一秒かソレ以下の尺の沈黙が、一生以上に長く思えた。回りくどいハザマさんはまた冗長に空気を溜めて、これが最後だと、まるで自分自身に言い聞かせるように小さく溢す。喉が鳴った先はわたしなのかハザマさんなのか判らない。五感がヤケに研ぎ澄まされて、壁に掛かったアンティークの、柱時計の振子が軋む音が重厚に響いていた。
「私は、ミョウジ……ナマエの事を愛しています」
どの瞬間からか首に添えられていた冷たい指先が震えていた。ここ一番の際にだけ覗く視線が直線的にわたしを見据えている。キット今までのわたしはコレについて「冗談はやめてください」「迷惑です」「からかってるんですよね」「わたしは嫌いです」だとか、軽く捉えて受け流していたんだろう。ソレに失望した彼は何億以上もその場でわたしを殺して、殺して、自らの屍の頂点で言葉を捜している。

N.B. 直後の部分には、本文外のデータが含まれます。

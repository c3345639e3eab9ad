//! API server entry point.

use api::config::{Config, LogFormat};
use tokio::signal;
use tracing_subscriber::EnvFilter;
use tracing_subscriber::layer::SubscriberExt;
use tracing_subscriber::util::SubscriberInitExt;

/// Waits for a shutdown signal (SIGINT or SIGTERM).
async fn shutdown_signal() {
    let ctrl_c = async {
        signal::ctrl_c()
            .await
            .expect("failed to install SIGINT handler");
    };

    #[cfg(unix)]
    let terminate = async {
        signal::unix::signal(signal::unix::SignalKind::terminate())
            .expect("failed to install SIGTERM handler")
            .recv()
            .await;
    };

    #[cfg(not(unix))]
    let terminate = std::future::pending::<()>();

    tokio::select! {
        () = ctrl_c => {
            tracing::info!("received SIGINT, starting graceful shutdown");
        }
        () = terminate => {
            tracing::info!("received SIGTERM, starting graceful shutdown");
        }
    }
}

fn init_tracing(config: &Config) {
    let filter =
        EnvFilter::try_new(&config.log_level).unwrap_or_else(|_| EnvFilter::new("info"));
    let registry = tracing_subscriber::registry().with(filter);

    match config.log_format {
        LogFormat::Json => registry.with(tracing_subscriber::fmt::layer().json()).init(),
        LogFormat::Pretty => registry.with(tracing_subscriber::fmt::layer()).init(),
    }
}

#[tokio::main]
async fn main() {
    // 1. Load configuration and initialize tracing
    let config = Config::from_env();
    init_tracing(&config);

    // 2. Install Prometheus metrics recorder
    let metrics_handle = metrics_exporter_prometheus::PrometheusBuilder::new()
        .install_recorder()
        .expect("failed to install Prometheus recorder");

    // 3. Create session store and application state
    let state = api::create_default_state(&config, metrics_handle)
        .expect("failed to load page template");
    let reaper = api::spawn_session_reaper(
        state.inventory.store().clone(),
        config.session_purge_interval,
    );

    // 4. Build the application
    let app = api::create_app(state);

    // 5. Start server
    let addr = config.addr();
    tracing::info!(
        %addr,
        strict_categories = config.strict_categories,
        session_ttl_secs = config.session_ttl.as_secs(),
        "starting inventory server"
    );

    let listener = tokio::net::TcpListener::bind(&addr)
        .await
        .expect("failed to bind address");
    axum::serve(listener, app)
        .with_graceful_shutdown(shutdown_signal())
        .await
        .expect("server error");

    reaper.abort();
    tracing::info!("server shut down gracefully");
}
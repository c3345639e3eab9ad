//! Value objects for the product domain.

use serde::{Deserialize, Serialize};

/// Sequential product identifier, starting at 1 within a session.
#[derive(Debug, Clone, Copy, PartialEq, Eq, PartialOrd, Ord, Hash, Serialize, Deserialize)]
#[serde(transparent)]
pub struct ProductId(u64);

impl ProductId {
    /// Creates a product ID from its numeric value.
    pub fn new(id: u64) -> Self {
        Self(id)
    }

    /// Returns the numeric value.
    pub fn value(&self) -> u64 {
        self.0
    }
}

impl std::fmt::Display for ProductId {
    fn fmt(&self, f: &mut std::fmt::Formatter<'_>) -> std::fmt::Result {
        write!(f, "{}", self.0)
    }
}

/// A strictly positive price.
///
/// Prices are kept as entered (a decimal number) rather than rounded
/// to cents, so `0.001` is a valid price that displays as `0.00`.
#[derive(Debug, Clone, Copy, PartialEq, PartialOrd, Serialize, Deserialize)]
#[serde(transparent)]
pub struct Price(f64);

impl Price {
    /// Parses a price from form text.
    ///
    /// Accepts plain decimal notation with an optional sign, fraction and
    /// exponent (`19.99`, `.5`, `5.`, `+3`, `1e3`). Returns `None` for
    /// anything else and for values that are not finite or not above zero.
    pub fn parse(text: &str) -> Option<Self> {
        if !is_decimal_literal(text) {
            return None;
        }
        text.parse::<f64>()
            .ok()
            .filter(|value| value.is_finite() && *value > 0.0)
            .map(Self)
    }

    /// Creates a price from a value already known to be positive.
    ///
    /// Returns `None` when `value` is not a finite number above zero.
    pub fn from_f64(value: f64) -> Option<Self> {
        (value.is_finite() && value > 0.0).then_some(Self(value))
    }

    // Seed data only; the values are literals known to be positive.
    pub(super) const fn seed(value: f64) -> Self {
        Self(value)
    }

    /// Returns the numeric value.
    pub fn value(&self) -> f64 {
        self.0
    }
}

/// Renders with two decimals and comma thousands separators: `1,234.50`.
impl std::fmt::Display for Price {
    fn fmt(&self, f: &mut std::fmt::Formatter<'_>) -> std::fmt::Result {
        let fixed = format!("{:.2}", self.0);
        let (whole, fraction) = fixed.split_once('.').unwrap_or((fixed.as_str(), "00"));

        let digits = whole.len();
        let mut grouped = String::with_capacity(digits + digits / 3);
        for (i, c) in whole.chars().enumerate() {
            if i > 0 && (digits - i) % 3 == 0 {
                grouped.push(',');
            }
            grouped.push(c);
        }
        write!(f, "{grouped}.{fraction}")
    }
}

// Rust's float parser also understands `inf`, `nan` and `infinity`;
// only ordinary decimal literals count as numbers on the form.
fn is_decimal_literal(text: &str) -> bool {
    let bytes = text.as_bytes();
    let mut i = 0;

    if matches!(bytes.first(), Some(b'+' | b'-')) {
        i += 1;
    }

    let int_start = i;
    while i < bytes.len() && bytes[i].is_ascii_digit() {
        i += 1;
    }
    let mut mantissa_digits = i - int_start;

    if i < bytes.len() && bytes[i] == b'.' {
        i += 1;
        let frac_start = i;
        while i < bytes.len() && bytes[i].is_ascii_digit() {
            i += 1;
        }
        mantissa_digits += i - frac_start;
    }

    if mantissa_digits == 0 {
        return false;
    }

    if i < bytes.len() && matches!(bytes[i], b'e' | b'E') {
        i += 1;
        if matches!(bytes.get(i), Some(b'+' | b'-')) {
            i += 1;
        }
        let exp_start = i;
        while i < bytes.len() && bytes[i].is_ascii_digit() {
            i += 1;
        }
        if i == exp_start {
            return false;
        }
    }

    i == bytes.len()
}

/// Product category.
///
/// The form offers a fixed list of choices ([`Category::OPTIONS`]), but a
/// category is stored as the text that was submitted. Whether that text
/// has to be one of the listed choices is decided by validation.
#[derive(Debug, Clone, PartialEq, Eq, Hash, Serialize, Deserialize)]
#[serde(transparent)]
pub struct Category(String);

impl Category {
    /// The choices presented by the form, in display order.
    pub const OPTIONS: [&'static str; 5] =
        ["Electronics", "Home Appliances", "Clothing", "Books", "Other"];

    /// Creates a category from text.
    pub fn new(name: impl Into<String>) -> Self {
        Self(name.into())
    }

    /// Returns the category as a string slice.
    pub fn as_str(&self) -> &str {
        &self.0
    }

    /// Returns true if this is one of [`Category::OPTIONS`].
    pub fn is_listed(&self) -> bool {
        Self::OPTIONS.contains(&self.0.as_str())
    }
}

impl std::fmt::Display for Category {
    fn fmt(&self, f: &mut std::fmt::Formatter<'_>) -> std::fmt::Result {
        write!(f, "{}", self.0)
    }
}

impl From<&str> for Category {
    fn from(s: &str) -> Self {
        Self(s.to_string())
    }
}

impl From<String> for Category {
    fn from(s: String) -> Self {
        Self(s)
    }
}

impl AsRef<str> for Category {
    fn as_ref(&self) -> &str {
        &self.0
    }
}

当然生き存えたいとか言う陳腐な本能では無い。ソレよりズット直情的で、人間めいた気持だ。いない間もいた期間も、本当の処わたしは延々同じ事を考えている。
「わたしも、ハザマさんのことが好……大切です」
選んだ言葉に彼は優しく笑った。
「まあ及第点としますか。貴女にしては上出来です」
「……前言撤回しますよ」
「それは勘弁してください。貴女の残機はもう無いのですから!」
ハザマさんの腕がわたしをキツく抱き締めた。頸動脈ではなく、腕ごと身体を締められるのはコレが初めてなんだろう。煩いぐらいに跳ねているのはわたしの心臓だけでは無い。
柱時計が三時を指して鳴っている。大音量も負ける程度、わたしの耳にはハザマさんの声だけが低く拡がっていた。成功したと、彼が息を漏らす。
「そんなことの為に変な話してたんですね」
「そんなことの所為で殺されてきた方に言われたくはありません」
絡めた腕が解かれて、同時に床に崩れ落ちたわたしに彼が左手を差し出した。あの日消滅を予兆させた五本の指は今度は将来を蓄えている。馬鹿馬鹿しい、この期に及んでわたしは彼の幸せを祈っている。

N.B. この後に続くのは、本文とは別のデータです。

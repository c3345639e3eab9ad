//! Integration tests for the inventory server.

use std::sync::OnceLock;

use api::config::Config;
use axum::body::Body;
use axum::http::header::{CONTENT_TYPE, COOKIE, LOCATION, SET_COOKIE};
use axum::http::{Request, Response, StatusCode};
use metrics_exporter_prometheus::PrometheusHandle;
use tower::ServiceExt;

static METRICS_HANDLE: OnceLock<PrometheusHandle> = OnceLock::new();

fn get_metrics_handle() -> PrometheusHandle {
    METRICS_HANDLE
        .get_or_init(|| {
            let builder = metrics_exporter_prometheus::PrometheusBuilder::new();
            builder
                .install_recorder()
                .expect("failed to install Prometheus recorder")
        })
        .clone()
}

fn setup_with(config: Config) -> axum::Router {
    let state = api::create_default_state(&config, get_metrics_handle()).unwrap();
    api::create_app(state)
}

fn setup() -> axum::Router {
    setup_with(Config::default())
}

fn get_page(cookie: Option<&str>) -> Request<Body> {
    let mut builder = Request::builder().uri("/");
    if let Some(cookie) = cookie {
        builder = builder.header(COOKIE, cookie);
    }
    builder.body(Body::empty()).unwrap()
}

fn post_form(cookie: Option<&str>, body: &str) -> Request<Body> {
    let mut builder = Request::builder()
        .method("POST")
        .uri("/")
        .header(CONTENT_TYPE, "application/x-www-form-urlencoded");
    if let Some(cookie) = cookie {
        builder = builder.header(COOKIE, cookie);
    }
    builder.body(Body::from(body.to_string())).unwrap()
}

/// Returns the `name=value` part of the session cookie set by a response.
fn session_cookie(response: &Response<Body>) -> Option<String> {
    response
        .headers()
        .get(SET_COOKIE)
        .and_then(|v| v.to_str().ok())
        .and_then(|v| v.split(';').next())
        .map(str::to_string)
}

async fn body_text(response: Response<Body>) -> String {
    let body = axum::body::to_bytes(response.into_body(), usize::MAX)
        .await
        .unwrap();
    String::from_utf8(body.to_vec()).unwrap()
}

/// Opens a session and returns its cookie.
async fn open_session(app: &axum::Router) -> String {
    let response = app.clone().oneshot(get_page(None)).await.unwrap();
    session_cookie(&response).expect("first visit should set a session cookie")
}

const MOUSE_ROW: &str = r#"<td class="fw-semibold">Mouse</td>"#;

const MOUSE: &str = "name=Mouse&description=Wireless&price=19.99&category=Electronics";

#[tokio::test]
async fn test_health_check() {
    let app = setup();

    let response = app
        .oneshot(
            Request::builder()
                .uri("/health")
                .body(Body::empty())
                .unwrap(),
        )
        .await
        .unwrap();

    assert_eq!(response.status(), StatusCode::OK);

    let body = axum::body::to_bytes(response.into_body(), usize::MAX)
        .await
        .unwrap();
    let json: serde_json::Value = serde_json::from_slice(&body).unwrap();
    assert_eq!(json["status"], "ok");
    assert_eq!(json["sessions"], 0);
}

#[tokio::test]
async fn test_first_visit_shows_seed_products_and_sets_cookie() {
    let app = setup();

    let response = app.oneshot(get_page(None)).await.unwrap();

    assert_eq!(response.status(), StatusCode::OK);
    let cookie = session_cookie(&response).unwrap();
    assert!(cookie.starts_with("inventory_session="));

    let html = body_text(response).await;
    assert!(html.contains("Laptop"));
    assert!(html.contains("Coffee Maker"));
    assert!(html.contains("899.99"));
    assert!(!html.contains("alert-success"));
}

#[tokio::test]
async fn test_known_session_gets_no_new_cookie() {
    let app = setup();
    let cookie = open_session(&app).await;

    let response = app.oneshot(get_page(Some(&cookie))).await.unwrap();
    assert_eq!(response.status(), StatusCode::OK);
    assert!(response.headers().get(SET_COOKIE).is_none());
}

#[tokio::test]
async fn test_valid_submission_redirects_and_flashes_once() {
    let app = setup();
    let cookie = open_session(&app).await;

    let response = app
        .clone()
        .oneshot(post_form(Some(&cookie), MOUSE))
        .await
        .unwrap();
    assert_eq!(response.status(), StatusCode::SEE_OTHER);
    assert_eq!(response.headers().get(LOCATION).unwrap(), "/");
    assert!(body_text(response).await.is_empty());

    let response = app
        .clone()
        .oneshot(get_page(Some(&cookie)))
        .await
        .unwrap();
    let html = body_text(response).await;
    assert!(html.contains("Product added successfully!"));
    assert!(html.contains(MOUSE_ROW));
    assert!(html.contains("<td>3</td>"));

    let response = app.oneshot(get_page(Some(&cookie))).await.unwrap();
    let html = body_text(response).await;
    assert!(!html.contains("Product added successfully!"));
    assert!(html.contains(MOUSE_ROW));
}

#[tokio::test]
async fn test_invalid_submission_rerenders_with_errors() {
    let app = setup();
    let cookie = open_session(&app).await;

    let response = app
        .clone()
        .oneshot(post_form(
            Some(&cookie),
            "name=++Mouse+&description=&price=abc&category=Books",
        ))
        .await
        .unwrap();

    assert_eq!(response.status(), StatusCode::OK);
    assert!(response.headers().get(LOCATION).is_none());

    let html = body_text(response).await;
    assert!(html.contains("There are 2 errors in the form."));
    assert!(html.contains("Please add a short description."));
    assert!(html.contains("Price must be a positive number."));
    assert!(html.contains(r#"value="Mouse""#));
    assert!(html.contains(r#"value="abc""#));
    assert!(html.contains(r#"<option value="Books" selected>"#));
    assert!(!html.contains("<td>3</td>"));
}

#[tokio::test]
async fn test_missing_name_scenario_keeps_store_unchanged() {
    let app = setup();
    let cookie = open_session(&app).await;

    let response = app
        .clone()
        .oneshot(post_form(
            Some(&cookie),
            "name=&description=x&price=5&category=Books",
        ))
        .await
        .unwrap();
    let html = body_text(response).await;
    assert!(html.contains("There is 1 error in the form."));
    assert!(html.contains("Please enter a product name."));

    let response = app.oneshot(get_page(Some(&cookie))).await.unwrap();
    let html = body_text(response).await;
    assert!(html.contains("<td>2</td>"));
    assert!(!html.contains("<td>3</td>"));
}

#[tokio::test]
async fn test_missing_form_fields_are_treated_as_empty() {
    let app = setup();

    let response = app.oneshot(post_form(None, "")).await.unwrap();

    assert_eq!(response.status(), StatusCode::OK);
    let html = body_text(response).await;
    assert!(html.contains("There are 4 errors in the form."));
    assert!(html.contains("Choose a category."));
}

#[tokio::test]
async fn test_submission_without_cookie_starts_a_session() {
    let app = setup();

    let response = app.clone().oneshot(post_form(None, MOUSE)).await.unwrap();
    assert_eq!(response.status(), StatusCode::SEE_OTHER);
    let cookie = session_cookie(&response).unwrap();

    let response = app.oneshot(get_page(Some(&cookie))).await.unwrap();
    let html = body_text(response).await;
    assert!(html.contains("Product added successfully!"));
    assert!(html.contains(MOUSE_ROW));
}

#[tokio::test]
async fn test_sessions_are_isolated() {
    let app = setup();
    let alice = open_session(&app).await;
    let bob = open_session(&app).await;

    app.clone()
        .oneshot(post_form(Some(&alice), MOUSE))
        .await
        .unwrap();

    let response = app.oneshot(get_page(Some(&bob))).await.unwrap();
    let html = body_text(response).await;
    assert!(!html.contains(MOUSE_ROW));
    assert!(!html.contains("Product added successfully!"));
}

#[tokio::test]
async fn test_user_input_is_escaped() {
    let app = setup();
    let cookie = open_session(&app).await;

    app.clone()
        .oneshot(post_form(
            Some(&cookie),
            "name=%3Cscript%3Ealert(1)%3C%2Fscript%3E&description=Bad&price=1&category=Other",
        ))
        .await
        .unwrap();

    let response = app.oneshot(get_page(Some(&cookie))).await.unwrap();
    let html = body_text(response).await;
    assert!(!html.contains("<script>alert(1)"));
    assert!(html.contains("&lt;script&gt;"));
}

#[tokio::test]
async fn test_unlisted_category_is_accepted_by_default() {
    let app = setup();

    let response = app
        .oneshot(post_form(
            None,
            "name=Apples&description=Red&price=2&category=Groceries",
        ))
        .await
        .unwrap();
    assert_eq!(response.status(), StatusCode::SEE_OTHER);
}

#[tokio::test]
async fn test_strict_categories_reject_unlisted_category() {
    let app = setup_with(Config {
        strict_categories: true,
        ..Config::default()
    });

    let response = app
        .oneshot(post_form(
            None,
            "name=Apples&description=Red&price=2&category=Groceries",
        ))
        .await
        .unwrap();
    assert_eq!(response.status(), StatusCode::OK);
    let html = body_text(response).await;
    assert!(html.contains("Choose a category from the list."));
}

#[tokio::test]
async fn test_full_session_store_returns_service_unavailable() {
    let app = setup_with(Config {
        max_sessions: 1,
        ..Config::default()
    });
    open_session(&app).await;

    let response = app.oneshot(get_page(None)).await.unwrap();
    assert_eq!(response.status(), StatusCode::SERVICE_UNAVAILABLE);
}

#[tokio::test]
async fn test_metrics_endpoint() {
    let app = setup();
    open_session(&app).await;

    let response = app
        .oneshot(
            Request::builder()
                .uri("/metrics")
                .body(Body::empty())
                .unwrap(),
        )
        .await
        .unwrap();

    assert_eq!(response.status(), StatusCode::OK);
    let content_type = response.headers().get(CONTENT_TYPE).unwrap();
    assert!(content_type.to_str().unwrap().starts_with("text/plain"));
}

「本当はこの腕を切り落として真実味を持たせたかったのですが、フィラデルフィアの再現は失敗でしたね」
「意気地なし」
まんまと残った指先はわたしを拾うでも無く、少し前のように髪を優しく撫ぜている。愛していますと、今度は素直に言葉が出てきた。ハザマさんは目許を歪めて、慈悲深く笑った。ソノ表情がいつか想像していた「わたしの考えるハザマ大尉」そのもので、冷えた汗がジンワリした高揚に代わった。